Instead of getting frustrated with decoding and comprehension. We read aloud.

A lot.

We cuddled up on the couch and read. We got free audio books from the library and read. We bought books from Audible and read in the car. 

Along the way, reading levels increased and I noticed my kids became more confident in their ability to read. I knew I was on to something. 

But more than anything, my kids grew to love a good story. They couldn't wait to finish a book. Characters we read about became new friends we would talk about in the car or around the dinner table. 

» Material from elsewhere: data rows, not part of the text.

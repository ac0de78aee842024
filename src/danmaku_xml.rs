use log::{debug, error, info};
use quick_xml::Reader;
use quick_xml::events::{BytesStart, Event};

use crate::error::{Error, Result};
use crate::store::CommentRecord;

/// Extract `(timestamp, text)` pairs from a comment feed such as
/// `<i><d p="12.5,1,25,16777215,...">text</d></i>`.
///
/// Only `d` elements directly under the root count. Elements without a `p`
/// attribute, with empty text or an unparsable first `p` field are skipped.
/// Malformed markup (unclosed elements, several roots, stray text around the
/// root) yields an empty list. Only the text before a comment's first child
/// element is its body.
pub fn parse_comments(xml: &str) -> Vec<CommentRecord> {
    if xml.is_empty() {
        return Vec::new();
    }
    match parse_feed(xml) {
        Ok(records) => {
            info!("Parsed {} comments with timestamps", records.len());
            records
        }
        Err(e) => {
            error!("Parse comment XML failed: {e}");
            Vec::new()
        }
    }
}

// ---- Internal helpers ----

struct OpenComment {
    p: Option<String>,
    text: String,
    // a child element ends the leading text; later text is its tail
    sealed: bool,
}

fn parse_feed(xml: &str) -> Result<Vec<CommentRecord>> {
    let mut reader = Reader::from_str(xml);
    let mut buf = Vec::new();
    let mut out = Vec::new();
    let mut depth = 0usize;
    let mut root_seen = false;
    let mut current: Option<OpenComment> = None;

    loop {
        match reader.read_event_into(&mut buf)? {
            Event::Start(e) => {
                if depth == 0 && root_seen {
                    return Err(Error::MalformedFeed("more than one root element"));
                }
                root_seen = true;
                depth += 1;
                if depth == 2 && e.name().as_ref() == b"d" {
                    current = Some(OpenComment {
                        p: p_attribute(&e)?,
                        text: String::new(),
                        sealed: false,
                    });
                } else if let (Some(open), 3) = (current.as_mut(), depth) {
                    open.sealed = true;
                }
            }
            Event::Empty(_) => {
                if depth == 0 {
                    if root_seen {
                        return Err(Error::MalformedFeed("more than one root element"));
                    }
                    root_seen = true;
                } else if let (Some(open), 2) = (current.as_mut(), depth) {
                    open.sealed = true;
                }
            }
            Event::End(_) => {
                if depth == 2 {
                    if let Some(open) = current.take() {
                        if let Some(record) = finish_comment(open) {
                            out.push(record);
                        }
                    }
                }
                depth = depth.saturating_sub(1);
            }
            Event::Text(t) => {
                let text = t.unescape()?;
                match (current.as_mut(), depth) {
                    (Some(open), 2) if !open.sealed => open.text.push_str(&text),
                    (_, 0) if !text.trim().is_empty() => {
                        return Err(Error::MalformedFeed("text outside the root element"));
                    }
                    _ => {}
                }
            }
            Event::CData(c) => {
                if let (Some(open), 2) = (current.as_mut(), depth) {
                    if !open.sealed {
                        open.text.push_str(&String::from_utf8_lossy(&c));
                    }
                }
            }
            Event::Eof => break,
            _ => {}
        }
        buf.clear();
    }

    if !root_seen {
        return Err(Error::MalformedFeed("no root element"));
    }
    if depth != 0 || current.is_some() {
        return Err(Error::MalformedFeed("document ends inside an open element"));
    }
    Ok(out)
}

fn p_attribute(e: &BytesStart<'_>) -> std::result::Result<Option<String>, quick_xml::Error> {
    match e.try_get_attribute("p")? {
        Some(attr) => Ok(Some(attr.unescape_value()?.into_owned())),
        None => Ok(None),
    }
}

fn finish_comment(open: OpenComment) -> Option<CommentRecord> {
    let text = open.text.trim();
    if text.is_empty() {
        return None;
    }
    let Some(p) = open.p else {
        debug!("Skipping comment without p attribute: {text}");
        return None;
    };
    let first = p.split(',').next().unwrap_or_default().trim();
    match first.parse::<f64>() {
        Ok(timestamp) if timestamp.is_finite() && timestamp >= 0.0 => Some(CommentRecord {
            timestamp,
            text: text.to_string(),
        }),
        _ => {
            debug!("Skipping comment with bad timestamp field '{first}'");
            None
        }
    }
}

I'm not a teacher or an SLP. I"m a mom, but I've learned that research shows that kids who are read aloud to (even AFTER they become independent readers) are better readers and better writers.

Yes, even into the teenage years, kids benefit from reading aloud. This podcast is fascinating and talks more about the benefits of reading aloud to older children.

So even in the midst of sports schedules and busy school year, we are going to find time to read aloud this year. I compiled some of our favorite books to read aloud for kids K-2nd grade. Of course, older kids will love these books too. So if they are around, ask them to join in and read! 

I've already picked 4 of these books to read with my 2nd grader this year. Browse around and pick one up for your family!


 

From the publisher: Since 1926, Winnie-the-Pooh and his friends—Piglet, Owl, Tigger, Kanga, Roo, and the ever doleful Eeyore—have endured as the unforgettable creations of A. A. Milne, who wrote two books of Pooh’s adventures for his son, Christopher Robin, and Ernest H. Shepard, who lovingly gave them shape through his iconic and beautiful illustrations. 

These characters and their stories are timeless treasures of childhood that continue to speak to all of us with the kind of freshness and heart that distinguishes true storytelling.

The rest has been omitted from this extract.